There must be something to these tikka 9.5 twist barrels.
This is the results of my dabble with the 180 eldm's in my 7mm08ai

Load development



And a group at 600yds with the chosen load doing 2650fps

----------


## Rated M for Magnum

> There must be something to these tikka 9.5 twist barrels.
> This is the results of my dabble with the 180 eldm's in my 7mm08ai
> 
> Load development
> 
> Attachment 129941
> 
> And a group at 600yds with the chosen load doing 2650fps
> 
> Attachment 129942


What powder you using for that one? I have a Tikka t3 7mm08 as well and I've only tried the 162 eldm with 2208, awesome accuracy at 2600 fps. Always Keen to try new things haha

----------


## wsm junkie

> What powder you using for that one? I have a Tikka t3 7mm08 as well and I've only tried the 162 eldm with 2208, awesome accuracy at 2600 fps. Always Keen to try new things haha


AR2209

----------


## GWH

> What powder you using for that one? I have a Tikka t3 7mm08 as well and I've only tried the 162 eldm with 2208, awesome accuracy at 2600 fps. Always Keen to try new things haha


2209 should give you a bit more velocity with 162s than 2208 I would think.

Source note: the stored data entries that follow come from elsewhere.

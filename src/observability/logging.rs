//! Structured logging.
//!
//! # Responsibilities
//! - Initialize the tracing subscriber once at startup
//! - Honour `RUST_LOG` first, then the configured level

use tracing_subscriber::{layer::SubscriberExt, util::SubscriberInitExt, EnvFilter};

/// Filter used when `RUST_LOG` is unset.
pub fn default_filter(log_level: &str) -> String {
    format!("route_swarm={}", log_level)
}

/// Install the global subscriber. Safe to call once per process.
pub fn init(log_level: &str) {
    tracing_subscriber::registry()
        .with(
            EnvFilter::try_from_default_env()
                .unwrap_or_else(|_| default_filter(log_level).into()),
        )
        .with(tracing_subscriber::fmt::layer())
        .init();
}
//! Outcome tally for a run.

use std::sync::atomic::{AtomicU64, Ordering};
use serde::Serialize;
use crate::client::RequestOutcome;

/// Lock-free counters shared by every simulated user.
#[derive(Debug, Default)]
pub struct RunTally {
    requests: AtomicU64,
    success: AtomicU64,
    expected_errors: AtomicU64,
    unexpected_errors: AtomicU64,
    transport_failures: AtomicU64,
    tasks: AtomicU64,
}

/// Point-in-time copy of a [`RunTally`].
#[derive(Debug, Clone, Copy, Default, PartialEq, Eq, Serialize)]
pub struct TallySnapshot {
    pub tasks: u64,
    pub requests: u64,
    pub success: u64,
    pub expected_errors: u64,
    pub unexpected_errors: u64,
    pub transport_failures: u64,
}

impl RunTally {
    pub fn new() -> Self {
        Self::default()
    }

    pub fn record_task(&self) {
        self.tasks.fetch_add(1, Ordering::Relaxed);
    }

    /// Count one request. `expects_error` marks tasks whose 4xx/5xx answers are the goal.
    pub fn record(&self, outcome: &RequestOutcome, expects_error: bool) {
        self.requests.fetch_add(1, Ordering::Relaxed);
        let bucket = match outcome {
            RequestOutcome::Failed { .. } => &self.transport_failures,
            o if o.is_error_status() && expects_error => &self.expected_errors,
            o if o.is_error_status() => &self.unexpected_errors,
            _ => &self.success,
        };
        bucket.fetch_add(1, Ordering::Relaxed);
    }

    pub fn snapshot(&self) -> TallySnapshot {
        TallySnapshot {
            tasks: self.tasks.load(Ordering::Relaxed),
            requests: self.requests.load(Ordering::Relaxed),
            success: self.success.load(Ordering::Relaxed),
            expected_errors: self.expected_errors.load(Ordering::Relaxed),
            unexpected_errors: self.unexpected_errors.load(Ordering::Relaxed),
            transport_failures: self.transport_failures.load(Ordering::Relaxed),
        }
    }
}

impl TallySnapshot {
    /// Requests that count against the target: unexpected error statuses and transport failures.
    pub fn failures(&self) -> u64 {
        self.unexpected_errors + self.transport_failures
    }
}
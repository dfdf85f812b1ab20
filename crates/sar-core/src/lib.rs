pub mod cache;
pub mod coverage;
pub mod error;
pub mod fleet;
pub mod models;
pub mod patterns;
pub mod rules;
pub mod safety;
pub mod spatial;
pub mod terrain;
pub mod weather;

pub use coverage::{
    CoverageAnalysis, CoverageAnalyzer, CoverageConfig, CoverageStatistics, CoverageZone,
    GapPriority, SearchGap, TeamOverlap, TimeRange,
};
pub use error::{ElevationError, EngineError, EngineResult};
pub use fleet::{
    validate_pre_flight_check, AssignmentEligibility, BatteryHealth, BatteryReport,
    EligibilityBlocker, FleetMaintenancePredictor, FleetRules, MaintenanceFinding,
    MaintenanceIssue, MaintenancePriority, PerformanceMetrics, PreFlightChecklist,
    PreFlightIssue, PreFlightResult, PreFlightWarning, ScheduleKind, ScheduledMaintenance,
};
pub use models::{
    Breadcrumb, Coordinate, DronePosition, HazardKind, HazardPoint, HazardSeverity,
    LandingZone, NoFlyZone, RestrictionLevel, SearchArea, SearchPattern, TerrainPoint,
    Waypoint, WaypointAction, WeatherCondition, WeatherConditions, Wind, ZoneType,
};
pub use patterns::{
    calculate_mission_stats, check_no_fly_zone_conflicts, optimize_waypoint_sequence,
    truncate_for_battery, MissionStats, NoFlyConflict, PatternConfig, SearchPatternGenerator,
};
pub use rules::{
    EngineConfig, LandingScoring, ReturnPathRules, RtbThresholds, WeatherLimits, WindowScoring,
};
pub use safety::{
    should_trigger_rtb, FlightSafetyController, ReturnPath, ReturnPlan, ReturnWaypoint,
    RtbDecision, RtbReason, ScoredZone, Urgency,
};
pub use spatial::{bearing, haversine_distance, Bounds, GridCell};
pub use terrain::{
    assess_landing_site, optimal_flight_altitude, ElevationProfile, ElevationSource,
    LandingSuitability, PathDifficulty, PathResult, SlopeAspect, SurfaceType, TerrainAnalyzer,
    TerrainConfig, TerrainGrid, ViewshedResult, WatershedResult, WaypointTerrain,
};
pub use weather::{
    calculate_wind_battery_impact, ForecastSlot, MissionAdjustment, MissionParameters,
    OptimalWindow, WeatherAssessment, WeatherCache, WeatherCacheStats, WeatherHazard,
    WeatherHazardKind, WeatherRiskEngine,
};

Sent from my SM-G930P using Tapatalk

----------


## Puffin

Further to my earlier post, I've since cross-checked several dimensions on the Manson and JGS regular SAAMI reamer drawings. 
The neck diameter runs from 0.323" to 322".  Necked up but unturned 6.5-.284 Lapua brass measured 0.3120 - 0.3126" loaded, so that is already 10 thou expansion on firing.  If the brass is then turned and tidied up for a donut then 0.310 is about right. That is quite a lot of to-and-fro for each firing/resizing cycle. Online reports indicate that the Norma .284Win brass has thicker neck walls than either the Winchester or necked-up Lapua brass at 0.316" give or take. This might be reason enough to use Norma brass in a standard chamber, but also a potential safety issue if the chamber is cut with a non-standard neck.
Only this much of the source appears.